Considerando al hombre como un simple elemento del organismo social,
subordinado a éste, se lo reduce a un mero conjunto de relaciones sociales,
desapareciendo el concepto de persona como sujeto autónomo de decisión moral. La socialidad del hombre no se agota en el Estado,
sino que se realiza en diversos grupos intermedios, comenzando por la familia.

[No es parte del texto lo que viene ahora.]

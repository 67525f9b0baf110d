//! Vehicle control interface
//!
//! The mission only talks to the flight controller through the [`Vehicle`]
//! trait. Adapters:
//!
//! - [`SimulatedVehicle`]: in-process vehicle with scripted faults
//! - [`MavlinkVehicle`]: MAVLink link to a real or SITL autopilot
//! - [`GuardedVehicle`]: wraps either one with timeouts and retries

pub mod guarded;
pub mod mav;
pub mod sim;

use async_trait::async_trait;

use crate::error::Result;
use crate::geo::{Coordinate, Position};

pub use self::guarded::{GuardedVehicle, LinkPolicy};
pub use self::mav::MavlinkVehicle;
pub use self::sim::{Fault, Operation, SimulatedVehicle, VehicleCommand};

/// Commands and single-shot telemetry reads a mission needs from a vehicle.
///
/// Implementations must be `Send` so a mission can run as a spawned task.
/// The connected adapter itself plays the role of the connection handle.
#[async_trait]
pub trait Vehicle: Send {
    /// Human-readable adapter name for logs.
    fn name(&self) -> &str;

    /// Establish the link to the flight controller.
    async fn connect(&mut self, address: &str) -> Result<()>;

    /// Arm the motors.
    async fn arm(&mut self) -> Result<()>;

    /// Disarm the motors. Only valid on the ground.
    async fn disarm(&mut self) -> Result<()>;

    /// Take off to the autopilot's default takeoff altitude.
    async fn takeoff(&mut self) -> Result<()>;

    /// Fly to `target` at an absolute altitude with the given heading.
    async fn goto_location(&mut self, target: Coordinate, altitude_m: f64, heading_deg: f64) -> Result<()>;

    /// Hand control to the autopilot's return-to-launch behaviour.
    async fn return_to_launch(&mut self) -> Result<()>;

    /// Read the current position once.
    async fn read_position(&mut self) -> Result<Position>;

    /// Read the remaining battery percentage once.
    async fn read_battery(&mut self) -> Result<f64>;
}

El hombre, al que Dios ha creado «varón y mujer»,
lleva grabada en el cuerpo, «desde el principio», la imagen divina; varón y
mujer conforman como dos diversos modos del humano «ser cuerpo» en la unidad de
esa imagen. He allí la explicación de su transcendencia. Negarla es mutilar y
desorientar al ser humano con la finalidad de esclavizarlo a sistemas
ideológicos que lo transforman en un ser errante entre sombras que no le
permiten su realización plena. Al hombre de hoy le falta frecuentemente el
sentido de lo trascendente, de las realidades sobrenaturales, de algo que le
supere. El hombre se realiza si es consciente de esto, si se supera siempre a
sí mismo, si se trasciende a sí mismo. Esta trascendencia está inscrita
profundamente en la constitución humana de la persona, afirmará en un discurso
a la juventud de Turín en 1980. Esta es la verdad que la Iglesia le debe al
hombre. Esta es la verdad con la cual está comprometida la Iglesia desde su
doctrina social: conocer y dar a conocer el sentido del hombre. “Para conocer
al hombre, al hombre verdadero, el hombre integral, escribirá Pablo VI, hay que
conocer a Dios, citando a continuación a Santa Catalina de Siena, que, en una
oración expresaba la misma idea: «En la naturaleza divina, Deidad eterna,
conoceré la naturaleza mía»”. No se puede comprender al hombre hasta el fondo
sin Cristo. El hombre no es capaz de comprenderse a sí mismo hasta el fondo sin
Cristo. No puede entender quién es, ni cuál es su verdadera dignidad, ni cuál
es su vocación, ni su destino final. No puede entender todo esto sin Cristo.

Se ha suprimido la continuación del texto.